╭─ Data to examine
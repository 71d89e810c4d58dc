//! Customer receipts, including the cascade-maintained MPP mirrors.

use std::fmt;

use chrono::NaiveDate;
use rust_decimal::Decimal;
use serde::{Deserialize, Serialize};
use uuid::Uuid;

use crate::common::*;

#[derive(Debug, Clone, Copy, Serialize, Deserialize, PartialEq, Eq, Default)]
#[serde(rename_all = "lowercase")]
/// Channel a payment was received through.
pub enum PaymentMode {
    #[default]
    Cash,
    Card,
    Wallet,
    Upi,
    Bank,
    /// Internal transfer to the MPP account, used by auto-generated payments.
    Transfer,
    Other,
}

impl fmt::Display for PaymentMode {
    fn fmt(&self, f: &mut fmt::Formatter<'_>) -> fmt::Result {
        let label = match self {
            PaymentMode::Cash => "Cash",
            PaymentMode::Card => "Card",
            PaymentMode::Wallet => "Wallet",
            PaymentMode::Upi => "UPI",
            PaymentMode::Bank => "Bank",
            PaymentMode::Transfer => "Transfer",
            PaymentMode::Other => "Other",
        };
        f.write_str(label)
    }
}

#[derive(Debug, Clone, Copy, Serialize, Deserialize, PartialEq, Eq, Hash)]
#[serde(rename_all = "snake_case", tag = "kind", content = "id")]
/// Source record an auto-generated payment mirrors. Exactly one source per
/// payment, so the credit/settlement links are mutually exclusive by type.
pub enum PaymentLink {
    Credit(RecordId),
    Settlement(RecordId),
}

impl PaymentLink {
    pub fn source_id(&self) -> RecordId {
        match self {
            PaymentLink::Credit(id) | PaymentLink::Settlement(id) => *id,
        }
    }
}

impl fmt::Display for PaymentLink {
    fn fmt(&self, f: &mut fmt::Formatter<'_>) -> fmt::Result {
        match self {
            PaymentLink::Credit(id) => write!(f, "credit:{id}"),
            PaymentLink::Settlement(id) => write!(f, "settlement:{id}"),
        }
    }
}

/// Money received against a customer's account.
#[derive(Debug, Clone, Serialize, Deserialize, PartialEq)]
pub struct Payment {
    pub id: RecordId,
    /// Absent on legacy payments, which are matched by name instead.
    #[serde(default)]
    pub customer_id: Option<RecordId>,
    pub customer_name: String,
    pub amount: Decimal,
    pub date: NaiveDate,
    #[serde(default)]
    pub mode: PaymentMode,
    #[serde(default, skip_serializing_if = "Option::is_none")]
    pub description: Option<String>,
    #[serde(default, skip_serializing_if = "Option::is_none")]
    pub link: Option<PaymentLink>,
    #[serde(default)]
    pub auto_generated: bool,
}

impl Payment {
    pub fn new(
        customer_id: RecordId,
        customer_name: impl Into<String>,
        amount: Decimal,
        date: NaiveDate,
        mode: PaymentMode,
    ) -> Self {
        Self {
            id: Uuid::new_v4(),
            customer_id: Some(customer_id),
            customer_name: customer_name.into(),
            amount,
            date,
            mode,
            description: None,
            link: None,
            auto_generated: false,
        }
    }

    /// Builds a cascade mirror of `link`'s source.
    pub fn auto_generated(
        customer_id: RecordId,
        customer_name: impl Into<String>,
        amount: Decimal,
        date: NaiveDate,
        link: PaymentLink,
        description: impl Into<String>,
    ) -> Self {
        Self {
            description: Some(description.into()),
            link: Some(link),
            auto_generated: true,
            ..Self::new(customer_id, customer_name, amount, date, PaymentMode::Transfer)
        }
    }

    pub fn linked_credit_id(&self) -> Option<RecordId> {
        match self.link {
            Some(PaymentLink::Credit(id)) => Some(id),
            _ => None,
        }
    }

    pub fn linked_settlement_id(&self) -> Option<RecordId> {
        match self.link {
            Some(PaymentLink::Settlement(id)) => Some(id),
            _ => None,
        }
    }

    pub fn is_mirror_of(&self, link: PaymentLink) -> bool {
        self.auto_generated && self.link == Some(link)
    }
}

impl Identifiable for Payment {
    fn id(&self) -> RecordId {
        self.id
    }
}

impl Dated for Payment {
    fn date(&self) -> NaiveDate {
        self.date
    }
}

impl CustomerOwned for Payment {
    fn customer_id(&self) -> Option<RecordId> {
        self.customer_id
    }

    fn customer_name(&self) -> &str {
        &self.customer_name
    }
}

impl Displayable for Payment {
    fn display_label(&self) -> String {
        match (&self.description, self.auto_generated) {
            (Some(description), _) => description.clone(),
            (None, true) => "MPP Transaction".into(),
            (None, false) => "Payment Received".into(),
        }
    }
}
╰─
- [The problem]
Reproduce exactly, and only, the lines from the start of the entries through the one that contains "was received through.".

- [Answer below]
repository 71d89e810c4d58dc
//! Customer receipts, including the cascade-maintained MPP mirrors.

use std::fmt;

use chrono::NaiveDate;
use rust_decimal::Decimal;
use serde::{Deserialize, Serialize};
use uuid::Uuid;

use crate::common::*;

#[derive(Debug, Clone, Copy, Serialize, Deserialize, PartialEq, Eq, Default)]
#[serde(rename_all = "lowercase")]
/// Channel a payment was received through.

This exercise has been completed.